Treatment-resistant schizophrenia provides a challenge for practicing clinicians. Although clozapine is preferred for treatment-resistant schizophrenia,1-4 it is not an option for patients who cannot adhere to required laboratory monitoring. Treatment guidelines state that there is limited evidence for combining 2 antipsychotics (aside from augmentation of clozapine treatment) and that such use should be closely monitored and documented.2-4 Use of a single LAIA is recommended when the patient prefers the formulation or to avoid treatment nonadherence; however, treatment guidelines do not address the simultaneous use of 2 LAIAs.2,4-6 A few case reports have described successful use of dual LAIAs (Table 17-11). Five of these are summarized here (Yazdi et al10 was published in German and is only included in Table 17-11).

Ladds et al.7 A 49-year-old woman with schizophrenia who was hospitalized for aggressive and bizarre behavior and had been institutionalized for 20 years stopped taking her medication regimen.7 She started taking 8-hour showers with bleach, talking incoherently, and believing that someone was poisoning her. She had poor response to oral risperidone monotherapy; however, 2 months after adding oral fluphenazine and benztropine to her regimen, her symptoms substantially improved (doses not reported). Because she had impaired insight into the need for daily medication, she was started on depot fluphenazine decanoate and risperidone microspheres (doses not reported) before discharge. No substantial adverse effects were noted with this regimen.

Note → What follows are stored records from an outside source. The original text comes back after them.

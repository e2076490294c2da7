//! Configuration parser for loading role configuration files.
//!
//! This module handles loading configuration from YAML files and environment
//! variables, with proper precedence and error handling.

use crate::error::{ConfigError, Result, RoleSyncError};
use std::path::{Path, PathBuf};
use tracing::{debug, info};

use super::spec::{expand_home, RoleSyncConfig};

/// Configuration parser for loading role configuration.
#[derive(Debug, Default)]
pub struct ConfigParser {
    /// Base path for resolving the `.env` file.
    base_path: Option<PathBuf>,
}

impl ConfigParser {
    /// Creates a new configuration parser.
    #[must_use]
    pub const fn new() -> Self {
        Self { base_path: None }
    }

    /// Sets the base path used to locate the `.env` file.
    #[must_use]
    pub fn with_base_path(mut self, path: impl Into<PathBuf>) -> Self {
        self.base_path = Some(path.into());
        self
    }

    /// Loads configuration from a YAML file.
    ///
    /// # Errors
    ///
    /// Returns an error if the file cannot be read or parsed.
    pub fn load_file(&self, path: impl AsRef<Path>) -> Result<RoleSyncConfig> {
        let path = path.as_ref();
        info!("Loading configuration from: {}", path.display());

        if !path.exists() {
            return Err(RoleSyncError::Config(ConfigError::FileNotFound {
                path: path.to_path_buf(),
            }));
        }

        let content = std::fs::read_to_string(path).map_err(|e| {
            RoleSyncError::Config(ConfigError::ParseError {
                message: format!("Failed to read file: {e}"),
                location: Some(path.display().to_string()),
            })
        })?;

        self.parse_yaml(&content, Some(path))
    }

    /// Parses configuration from a YAML string.
    ///
    /// # Errors
    ///
    /// Returns an error if the YAML is invalid.
    pub fn parse_yaml(&self, content: &str, source: Option<&Path>) -> Result<RoleSyncConfig> {
        debug!("Parsing YAML configuration");

        let config: RoleSyncConfig = serde_yaml::from_str(content).map_err(|e| {
            let location = source.map(|p| p.display().to_string());
            RoleSyncError::Config(ConfigError::ParseError {
                message: format!("YAML parse error: {e}"),
                location,
            })
        })?;

        debug!("Parsed configuration with {} roles", config.roles.len());
        Ok(config)
    }

    /// Loads configuration with environment variable overrides.
    ///
    /// Recognized variables: `ROLESYNC_APP_DIR`, `ROLESYNC_ROLES_DIR` and
    /// `ROLESYNC_CACHE_FILE`. Local role locations starting with `~` are
    /// expanded afterwards.
    ///
    /// # Errors
    ///
    /// Returns an error if the file cannot be read or parsed.
    pub fn load_with_env(&self, path: impl AsRef<Path>) -> Result<RoleSyncConfig> {
        let mut config = self.load_file(path)?;

        Self::apply_env_overrides(&mut config);
        Self::expand_local_locations(&mut config)?;

        Ok(config)
    }

    /// Applies environment variable overrides to the configuration.
    fn apply_env_overrides(config: &mut RoleSyncConfig) {
        if let Ok(app_dir) = std::env::var("ROLESYNC_APP_DIR") {
            debug!("Overriding paths.appDir from environment");
            config.paths.app_dir = Some(app_dir);
        }

        if let Ok(roles_dir) = std::env::var("ROLESYNC_ROLES_DIR") {
            debug!("Overriding paths.rolesDir from environment");
            config.paths.roles_dir = roles_dir;
        }

        if let Ok(cache_file) = std::env::var("ROLESYNC_CACHE_FILE") {
            debug!("Overriding paths.cacheFile from environment");
            config.paths.cache_file = cache_file;
        }
    }

    /// Expands `~` in the locations of local roles.
    fn expand_local_locations(config: &mut RoleSyncConfig) -> Result<()> {
        for (name, spec) in &mut config.roles {
            if spec.is_local() && spec.location.starts_with('~') {
                let expanded = expand_home(&spec.location)?;
                debug!("Expanded location of role {name} to {}", expanded.display());
                spec.location = expanded.display().to_string();
            }
        }
        Ok(())
    }

    /// Loads the .env file if present.
    ///
    /// # Errors
    ///
    /// Returns an error if the .env file exists but cannot be loaded.
    pub fn load_dotenv(&self) -> Result<()> {
        let env_path = self
            .base_path
            .as_ref()
            .map_or_else(|| PathBuf::from(".env"), |p| p.join(".env"));

        if env_path.exists() {
            info!("Loading environment from: {}", env_path.display());
            dotenvy::from_path(&env_path).map_err(|e| {
                RoleSyncError::Config(ConfigError::ParseError {
                    message: format!("Failed to load .env file: {e}"),
                    location: Some(env_path.display().to_string()),
                })
            })?;
        } else {
            debug!(".env file not found at: {}", env_path.display());
        }

        Ok(())
    }
}

/// Default configuration file names to search for.
pub const DEFAULT_CONFIG_FILES: &[&str] = &["rolesync.yaml", "rolesync.yml", ".rolesync.yaml"];

/// Finds the configuration file in the given directory or its parents.
///
/// # Errors
///
/// Returns an error if no configuration file is found.
pub fn find_config_file(start_dir: impl AsRef<Path>) -> Result<PathBuf> {
    let start = start_dir.as_ref();
    let mut current = start.to_path_buf();

    loop {
        for filename in DEFAULT_CONFIG_FILES {
            let config_path = current.join(filename);
            if config_path.exists() {
                info!("Found configuration file: {}", config_path.display());
                return Ok(config_path);
            }
        }

        if !current.pop() {
            break;
        }
    }

    Err(RoleSyncError::Config(ConfigError::FileNotFound {
        path: start.join(DEFAULT_CONFIG_FILES[0]),
    }))
}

Wartelsteiner and Hofer.8 A man who had been diagnosed with paranoid schizophrenia at age 20 presented with thought blocking, incoherence, persecutory delusions, and uncontrolled self-damaging behavior.8 He had been admitted 27 times over 7 years; during this time he received many antipsychotic monotherapies and combination regimens. A total of 8 oral antipsychotics (including clozapine) and 5 LAIAs had been administered during these trials. He significantly improved with the combination of olanzapine and risperidone. Both medications were switched to LAIA formulations to address medication nonadherence. His symptoms remained stable with risperidone microspheres, 100 mg, and olanzapine pamoate, 300 mg, each administered every 2 weeks. He did not experience any adverse effects with this combination therapy.

Scangos et al.9 A 26-year-old Vietnamese man with schizophrenia and an extensive history of unprovoked, psychotically driven assaults was given multiple antipsychotics (including clozapine) during hospitalizations, and his medication regimen consistently included 2 antipsychotics. After contracting viral gastroenteritis, he refused oral medications and required short-acting IM administration of both haloperidol, 5 mg, twice a day, and olanzapine, 10 mg, twice a day. Because of concerns about continuing this regimen, he was switched to haloperidol decanoate (dose not reported) and olanzapine pamoate, 405 mg, administered once per month. The injections were scheduled to alternate so that the patient would receive 1 injection every 2 weeks. The patient’s assaultive behavior was significantly reduced, and no adverse effects were reported.